Si la programmation souffre de moins de manques, on regrettera quand même deux choses. La Cinémathèque diffuse de moins en moins de films en 35mm. Si Serge Toubiana, le directeur, a rappelé l’importance du format pour la Cinémathèque, seule une partie des films seront proposés ainsi. Dès qu’une restauration numérique a eu lieu et est prête, le film sera diffusé en DCP, ce qui est assez aberrant. Même Tarantino dans son cinéma défend davantage le respect du format d’origine pour les films de patrimoine… Ensuite, alors qu’on allait voir Le Dernier métro pour constater le rendu de la restauration, correcte mais un peu lisse et sans le grain chaud et organique de la pellicule, on a eu droit à un étrange témoignage de celui qui s’est occupé du nouvel étalonnage, Guillaume Schiffman, directeur de la photographie et fils de la plus proche collaboratrice de Truffaut, Suzanne Schiffman. Celui-ci s’est dit il mis à la place de Nestor Almendros et a modifié de petites choses ça et là que le chef opérateur de Malick et Rohmer, qui s’est occupé du métrage de Truffaut, n’aurait pas laissé passé s’il avait fait le film aujourd’hui. Mais d’une part, il ne l’a pas justement fait aujourd’hui, et d’autre part, il est mort et jamais les vivants ne sauront mieux que les morts ce qu’ils pourraient désirer. Dans un film où un metteur en scène supposément disparu dit, après avoir entendu une répétition d’une pièce qu’il devait monter, que même dans ses notes de travail il pouvait se tromper, l’irrespect fondé sur des interviews et notes manifesté par Schiffman pour le travail d’Almendros est plus que regrettable. Pour la restauration il a, selon ses propres termes, « tricher sans trahir ». Il faudra lui dire que tricher c’est trahir et que ce qu’il a fait, à moins de se prendre pour le Viollet-le-Duc de la restauration, c’est donner à voir aux générations futures un film qui n’est plus vraiment celui de Truffaut. C’est un dommage plutôt qu’un hommage…

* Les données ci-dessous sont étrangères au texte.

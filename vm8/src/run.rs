use std::fs::File;
use std::io::BufReader;
use std::path::Path;
use std::thread;
use std::time::{Duration, Instant};

use anyhow::{Context, Result};
use log::{debug, info, warn};
use sdl2::event::Event;
use sdl2::keyboard::Keycode;

use vm8_core::{Config, Machine, Status};
use vm8_display::Display;

use crate::keymap::keymap;

/// Host side settings that don't affect the machine itself
pub struct Options {
    /// Cycles to execute per second
    pub clock_hz: u32,
    /// Size of a screen pixel in window pixels
    pub scale: u32,
}

pub fn run(rom: &Path, config: Config, options: Options) -> Result<()> {
    let mut machine = Machine::new(config);

    // Load ROM; nothing is opened unless this succeeds
    let file = File::open(rom).with_context(|| format!("unable to open {}", rom.display()))?;
    let mut reader = BufReader::new(file);
    machine
        .load_rom(&mut reader)
        .with_context(|| format!("unable to load {}", rom.display()))?;
    info!("loaded {} with {:?}", rom.display(), machine.config());

    let title = rom
        .file_name()
        .map(|name| name.to_string_lossy().into_owned())
        .unwrap_or_else(|| "vm8".to_string());

    // Get SDL2 context
    let sdl = sdl2::init().map_err(anyhow::Error::msg)?;
    let mut display = Display::new(&sdl, &title, options.scale)?;
    let mut events = sdl.event_pump().map_err(anyhow::Error::msg)?;

    // Set initial timing
    let cycle_time = Duration::from_secs(1) / options.clock_hz.max(1);
    let mut next_cycle = Instant::now();
    let mut last_tick = Instant::now();

    // Whether or not the clock speed should be respected
    let mut fast_forward = false;
    let mut tone = false;

    'event: loop {
        // If the screen changed, render the current frame
        if let Some(frame) = machine.take_frame() {
            display.render(&frame)?;
        }

        // Handle input
        for event in events.poll_iter() {
            match event {
                Event::Quit { .. } => break 'event,
                Event::KeyDown {
                    keycode: Some(key),
                    repeat: false,
                    ..
                } => match (key, keymap(key)) {
                    (_, Some(k)) => machine.key_press(k),
                    (Keycode::Space, _) => {
                        fast_forward = true;
                        display.set_status(&title, "fast forward")?;
                    }
                    (Keycode::Escape, _) => break 'event,
                    _ => continue,
                },
                Event::KeyUp {
                    keycode: Some(key), ..
                } => match (key, keymap(key)) {
                    (_, Some(k)) => machine.key_release(k),
                    (Keycode::Space, _) => {
                        fast_forward = false;
                        display.set_status(&title, "running")?;
                    }
                    _ => continue,
                },
                _ => continue,
            };
        }

        // Update state
        if machine.cycle() == Status::Halted {
            if let Some(frame) = machine.take_frame() {
                display.render(&frame)?;
            }
            let reason = machine
                .fault()
                .map(|fault| fault.to_string())
                .unwrap_or_else(|| "halted".to_string());
            warn!("stopping: {}", reason);
            break 'event;
        }

        let now = Instant::now();
        machine.elapse(now - last_tick);
        last_tick = now;

        if machine.tone() != tone {
            tone = machine.tone();
            debug!("tone {}", if tone { "on" } else { "off" });
        }

        // Handle timing
        next_cycle += cycle_time;
        if fast_forward || next_cycle < now {
            next_cycle = now;
        } else {
            thread::sleep(next_cycle - now);
        }
    }

    Ok(())
}
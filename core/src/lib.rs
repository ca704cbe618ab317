//! An interpreter for a small 8-bit virtual machine: sixteen registers, 4KB of
//! memory, a call stack, two 60Hz timers, a 64x32 monochrome screen and a
//! 16 key hexadecimal keypad.
//!
//! The host owns the window, the keyboard and the clock. It drives a
//! [`Machine`] one [`Machine::cycle`] at a time, feeds it [`KeyEvent`]s,
//! reports elapsed time and renders whatever [`Machine::take_frame`] returns.

pub use config::{Config, ShiftQuirk, TimerSource};
pub use constants::CLOCK_HZ;
pub use error::{Fault, LoadError};
pub use input::{Key, KeyEvent, Transition};
pub use machine::{Machine, Status};
pub use memory::Memory;
pub use opcode::Opcode;
pub use registers::Registers;
pub use screen::FrameBuffer;

mod config;
pub mod constants;
mod error;
mod input;
mod instruction;
mod machine;
mod memory;
mod opcode;
mod operations;
mod registers;
mod screen;
mod stack;
mod state;
mod timers;
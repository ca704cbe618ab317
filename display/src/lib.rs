pub use display::{Display, DisplayError};

mod display;
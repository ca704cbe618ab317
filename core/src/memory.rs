use std::io::Read;

use log::debug;

use crate::constants::{FONT, FONT_START, MAX_PROGRAM_SIZE, MEMORY_SIZE, PROGRAM_START};
use crate::error::LoadError;
use crate::opcode::Opcode;

/// # Memory
/// 4096 bytes of addressable memory.
///
/// ```text
/// 0x000-0x04F  font
/// 0x050-0x1FF  unused (historically the interpreter)
/// 0x200-0xFFF  program
/// ```
///
/// Every address is taken modulo the memory size, so reads and writes
/// can never leave the address space.
#[derive(Clone)]
pub struct Memory {
    bytes: [u8; MEMORY_SIZE],
}

impl Memory {
    /// Creates zeroed memory with the font resident at `FONT_START`
    pub fn new() -> Self {
        let mut bytes = [0; MEMORY_SIZE];
        let font_start = FONT_START as usize;
        bytes[font_start..font_start + FONT.len()].copy_from_slice(&FONT);
        Memory { bytes }
    }

    /// Copies a program image to `PROGRAM_START`, clearing whatever was above it.
    /// Images that don't fit are rejected and memory is left untouched.
    pub fn load_program(&mut self, program: &[u8]) -> Result<(), LoadError> {
        if program.len() > MAX_PROGRAM_SIZE {
            return Err(LoadError::ProgramTooLarge {
                size: program.len(),
                max: MAX_PROGRAM_SIZE,
            });
        }
        let start = PROGRAM_START as usize;
        self.bytes[start..].fill(0);
        self.bytes[start..start + program.len()].copy_from_slice(program);
        debug!("loaded {} byte program at {:#05X}", program.len(), start);
        Ok(())
    }

    /// Reads a whole program image from `reader` and loads it.
    ///
    /// # Arguments
    /// * `reader` a source such as a file containing a program image
    pub fn load_rom(&mut self, reader: &mut dyn Read) -> Result<(), LoadError> {
        let mut program = Vec::with_capacity(MAX_PROGRAM_SIZE);
        reader.read_to_end(&mut program)?;
        self.load_program(&program)
    }

    pub fn read(&self, addr: u16) -> u8 {
        self.bytes[Self::wrap(addr)]
    }

    /// Writes past 0xFFF wrap to the bottom of memory and so land on the font
    pub fn write(&mut self, addr: u16, byte: u8) {
        if addr as usize >= MEMORY_SIZE {
            debug!("write to {:#06X} wrapped to {:#05X}", addr, Self::wrap(addr));
        }
        self.bytes[Self::wrap(addr)] = byte;
    }

    /// Gets the instruction at `addr`.
    /// Memory is stored as bytes, but opcodes are 16 bits so we combine two subsequent bytes.
    pub fn opcode(&self, addr: u16) -> Opcode {
        Opcode::from_bytes(self.read(addr), self.read(addr.wrapping_add(1)))
    }

    /// Copies `len` bytes starting at `addr`, wrapping past the end of memory.
    pub fn fetch(&self, addr: u16, len: usize) -> Vec<u8> {
        (0..len)
            .map(|offset| self.read(addr.wrapping_add(offset as u16)))
            .collect()
    }

    /// The raw contents of memory
    pub fn bytes(&self) -> &[u8] {
        &self.bytes
    }

    fn wrap(addr: u16) -> usize {
        addr as usize % MEMORY_SIZE
    }
}

impl Default for Memory {
    fn default() -> Self {
        Self::new()
    }
}

#[cfg(test)]
mod tests {
    use super::*;
    use pretty_assertions::assert_eq;

    #[test]
    fn test_font_is_resident() {
        let memory = Memory::new();
        assert_eq!(&memory.bytes()[0x00..0x05], &[0xF0, 0x90, 0x90, 0x90, 0xF0]);
        assert_eq!(&memory.bytes()[0x4B..0x50], &[0xF0, 0x80, 0xF0, 0x80, 0x80]);
    }

    #[test]
    fn test_memory_zeroed_above_font() {
        let memory = Memory::new();
        assert!(memory.bytes()[0x50..].iter().all(|&b| b == 0));
    }

    #[test]
    fn test_program_load_ok() {
        let mut memory = Memory::new();
        memory.load_program(&[0x00, 0xE0]).unwrap();
        assert_eq!(&memory.bytes()[0x200..0x202], &[0x00, 0xE0]);
    }

    #[test]
    fn test_program_filling_memory_loads() {
        let mut memory = Memory::new();
        let program = vec![0xAA; MAX_PROGRAM_SIZE];
        memory.load_program(&program).unwrap();
        assert_eq!(memory.read(0xFFF), 0xAA);
    }

    #[test]
    fn test_oversized_program_rejected() {
        let mut memory = Memory::new();
        let program = vec![0xAA; MAX_PROGRAM_SIZE + 1];
        match memory.load_program(&program) {
            Err(LoadError::ProgramTooLarge { size, max }) => {
                assert_eq!(size, 3585);
                assert_eq!(max, 3584);
            }
            other => panic!("expected ProgramTooLarge but got {:?}", other),
        }
        assert!(memory.bytes()[0x200..].iter().all(|&b| b == 0));
    }

    #[test]
    fn test_reload_clears_previous_program() {
        let mut memory = Memory::new();
        memory.load_program(&[0x60, 0x01, 0x61, 0x02]).unwrap();
        memory.load_program(&[0x60, 0x05]).unwrap();
        assert_eq!(&memory.bytes()[0x200..0x204], &[0x60, 0x05, 0x00, 0x00]);
    }

    #[test]
    fn test_load_rom_from_reader() {
        let mut memory = Memory::new();
        let mut rom: &[u8] = &[0x6A, 0x05, 0x7A, 0xFF];
        memory.load_rom(&mut rom).unwrap();
        assert_eq!(&memory.bytes()[0x200..0x204], &[0x6A, 0x05, 0x7A, 0xFF]);
    }

    #[test]
    fn test_opcode_fetch() {
        let mut memory = Memory::new();
        memory.write(0x200, 0xAA);
        memory.write(0x201, 0xBB);
        assert_eq!(memory.opcode(0x200), Opcode(0xAABB));
    }

    #[test]
    fn test_addresses_wrap() {
        let mut memory = Memory::new();
        memory.write(0x1000, 0x42);
        assert_eq!(memory.read(0x000), 0x42);
        memory.write(0xFFF, 0x12);
        memory.write(0x000, 0x34);
        assert_eq!(memory.opcode(0xFFF), Opcode(0x1234));
        assert_eq!(memory.fetch(0xFFF, 2), vec![0x12, 0x34]);
    }
}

Reste un catalogue agréable à lire, un excellent coffret 6 CD et quelques films en 35mm dont La Mariée était en noir qu’on ira revoir !

Le Dernier métro

2 réflexions sur « Truffaut à la Cinémathèque : dommage pour l’hommage… »

  1. Oui alors effectivement, une retro Truffaut qui zappe toute la partie Truffaut / Rohmer aux Cahiers, c’est assez surprenant.

    Quant au DP qui se croit plus royaliste que le roi, c’est bien la preuve qu’en 2014, on en est encore à jouer aux apprentis sorciers de la restauration.